Coronavirus and the Impact on the Markets

As of this writing, since February 20, the S&P 500 has fallen 12 percent and the yield on the 10-year US Treasury has fallen 30 basis points or 23 percent, mostly on fears surrounding the Coronavirus contagion, a respiratory illness first identified in China that is now present in over 40 countries.

While the spread of the disease has been rapid, primarily due to global travel and a lack of factual information, it is important to separate fact from fiction, especially when reviewing the potential impact on the markets and an investor’s portfolio.

Coronavirus Facts

Many health organizations have used the term “pandemic”. It is important to note that pandemic simply means global illness, not that the illness infects everyone or that it is fatal. As of February 27, there were approximately 82,000 cases globally, and the current mortality rate of the virus appears to be about 3 percent, depending upon patient health prior to infection and how quickly the patient seeks treatment.

Coronavirus can cause pneumonia and other respiratory difficulties. As this is viral pneumonia, antibiotics do not work, but that does not mean there are no treatments. Approximately 35,000 people who contracted the disease have now made full recoveries and the vast majority of the 82,000 are receiving treatment and improving.

Economic Impact

The economic impact of this virus will not be known for some time. However, current estimates suggest that the global economy could be impacted by over $1 trillion, or approximately 1.2 percent of total global GDP of $85 trillion.

The previous projections for 2020 GDP growth were 1.4 percent for the major developed markets or 2.6 percent for the G-20 countries. A 1.2 percent impact from Coronavirus could suggest that global growth will be fairly flat in 2020 instead. Currently it is expected the largest impacts will be felt in Asia, where approximately 98 percent of the Coronavirus cases are located.

The projected 2020 U.S. GDP was previously 2 percent, and the impact from Coronavirus is projected to be less than 0.25 percent.

Market Impact

The 12 percent decline in the S&P 500 and pressure on U.S. Treasuries over last 5 days suggests the market is still grappling with uncertainty surrounding the virus thus far. As with all cases of major uncertainty, the reaction seems to be immediate panic. We do not expect that panic to last once there is more clarity about the trajectory of the disease and impacts to company supply chains and sales.

The majority of the impact outside of Asia is expected to be felt through reduced ability to travel as well as impacts to product pipeline and supply chains for manufacturing companies. This will likely impact Technology, Energy, Industrials, Materials, and Consumer Discretionary companies more than other sectors. Typically, defensive sectors should do quite a bit better under these situations.

However, so far during this downturn, all sectors have been impacted almost equally. Over the past week the three worst performing market sectors Energy, Technology, and Financials have declined on average 15.9 percent. The three best performers were Utilities, Health Care, and Communication Services, which declined 12 percent. While the defensive sectors are performing better, the similarity in declines demonstrates the market reaction to this health scare has been more emotional than financial.
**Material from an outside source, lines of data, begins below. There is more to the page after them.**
// Copyright 2026 Martin Pool

//! Failures that end a run, each with a distinct exit code.
//!
//! Functions still return [anyhow::Result]; these are attached at the point
//! of failure so that `main` can find them in the chain and pick the code.

use camino::Utf8PathBuf;
use itertools::Itertools;
use thiserror::Error;

use crate::exit_code;
use crate::process::ProcessStatus;

#[derive(Debug, Error)]
pub enum Error {
    /// The external tool could not be found on the search path.
    #[error("{tool} CLI not found in PATH")]
    ToolNotFound { tool: String },

    #[error("{what} not found: {path}")]
    FileNotFound {
        what: &'static str,
        path: Utf8PathBuf,
    },

    #[error("failed to parse env file {path}: {source}")]
    EnvFileParse {
        path: Utf8PathBuf,
        #[source]
        source: dotenvy::Error,
    },

    #[error("project not provided and unable to retrieve active project from gcloud: {reason}")]
    ActiveProjectUnresolvable { reason: String },

    /// The tool ran and exited unsuccessfully; `output` is everything it printed.
    #[error("{argv} failed with {status}, output:\n{output}")]
    SubprocessFailure {
        /// The command line, quoted for a shell.
        argv: String,
        status: ProcessStatus,
        output: String,
    },

    /// Every failed preflight check, in the order they were run.
    #[error("preflight check failed: {}", join_failures(.failures))]
    PreflightFailed { failures: Vec<Error> },

    #[error("{flag} is required unless --to-hcl is given")]
    MissingArgument { flag: &'static str },

    #[error("read config {path}")]
    ConfigRead {
        path: Utf8PathBuf,
        #[source]
        source: std::io::Error,
    },

    #[error("parse toml from {path}")]
    ConfigParse {
        path: Utf8PathBuf,
        #[source]
        source: toml::de::Error,
    },
}

impl Error {
    pub fn exit_code(&self) -> i32 {
        match self {
            Error::ToolNotFound { .. } | Error::PreflightFailed { .. } => {
                exit_code::PREFLIGHT_FAILED
            }
            // Only reached outside preflight when the loader can't find the env file.
            Error::FileNotFound { .. } | Error::EnvFileParse { .. } => exit_code::ENV_FILE,
            Error::ActiveProjectUnresolvable { .. } => exit_code::PROJECT_UNRESOLVED,
            Error::SubprocessFailure { .. } => exit_code::GCLOUD_FAILED,
            Error::MissingArgument { .. }
            | Error::ConfigRead { .. }
            | Error::ConfigParse { .. } => exit_code::USAGE,
        }
    }
}

fn join_failures(failures: &[Error]) -> String {
    failures.iter().map(ToString::to_string).join("; ")
}

/// Find the exit code for an error, looking through any added context.
pub fn exit_code_for(err: &anyhow::Error) -> i32 {
    err.chain()
        .find_map(|cause| cause.downcast_ref::<Error>())
        .map_or(exit_code::SOFTWARE, Error::exit_code)
}
// Copyright 2021-2026 Martin Pool

//! Print messages on the terminal, and route trace output to stderr.

use console::style;
use tracing::Level;
use tracing_subscriber::prelude::*;

use crate::preflight::Check;
use crate::Result;

/// Install a global tracing subscriber that writes to stderr at `level` and above.
pub fn setup_global_trace(console_trace_level: Level) -> Result<()> {
    let level_filter = tracing_subscriber::filter::LevelFilter::from_level(console_trace_level);
    let console_layer = tracing_subscriber::fmt::layer()
        .with_ansi(::console::colors_enabled_stderr())
        .with_writer(std::io::stderr)
        .with_target(false)
        .without_time()
        .with_filter(level_filter);
    tracing_subscriber::registry().with(console_layer).init();
    Ok(())
}

/// Print one preflight check result, like `✅ gcloud CLI is installed`.
pub fn print_check(check: &Check) {
    println!("{}", format_check(check));
}

fn format_check(check: &Check) -> String {
    match &check.failure {
        None => format!("{} {}", style("✅").green(), check.description),
        Some(failure) => format!("{} {}", style("❌").red(), style(failure).red()),
    }
}

/// Print a message that stands out from the command output around it.
pub fn print_heading(message: &str) {
    println!("{}", style(message).bold());
}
We believe it is likely these effects will ultimately reverse as the markets gain clarity and the course of the infections plateau, but there can be no certainty of how long that process might take.


We recognize that the concern for investors is real as every news channel maintains 24-hour coverage of the disease and the red numbers on the market tickers continue to decline. However, we urge all investors to maintain a focus on their long-term portfolio objectives and investment strategy. We have had more significant declines in recent years – 19 percent in 2011, 20 percent in late 2018 – and the market has recovered in all cases.

It may also be that recent events will offer opportunities for portfolio management adjustments. All of us at Miles Capital are monitoring events closely and remain focused on the best interests of our clients in the short- and long-term.


The views expressed herein are the current views of Miles Capital as the stated date and are provided for informational purposes only. They are believed to be correct, but accuracy and completeness cannot be guaranteed and should not be relied upon for legal or investment decision purposes. All expressions of opinion and predictions presented are subject to change without notice. Neither the information presented nor any opinion expressed constitutes a solicitation for the purchase or sale of any security. Past performance is not a guarantee of future results. Diversification does not ensure a profit or protect against market loss. As with all strategies, there is a risk of loss or all or a portion of the amount invested.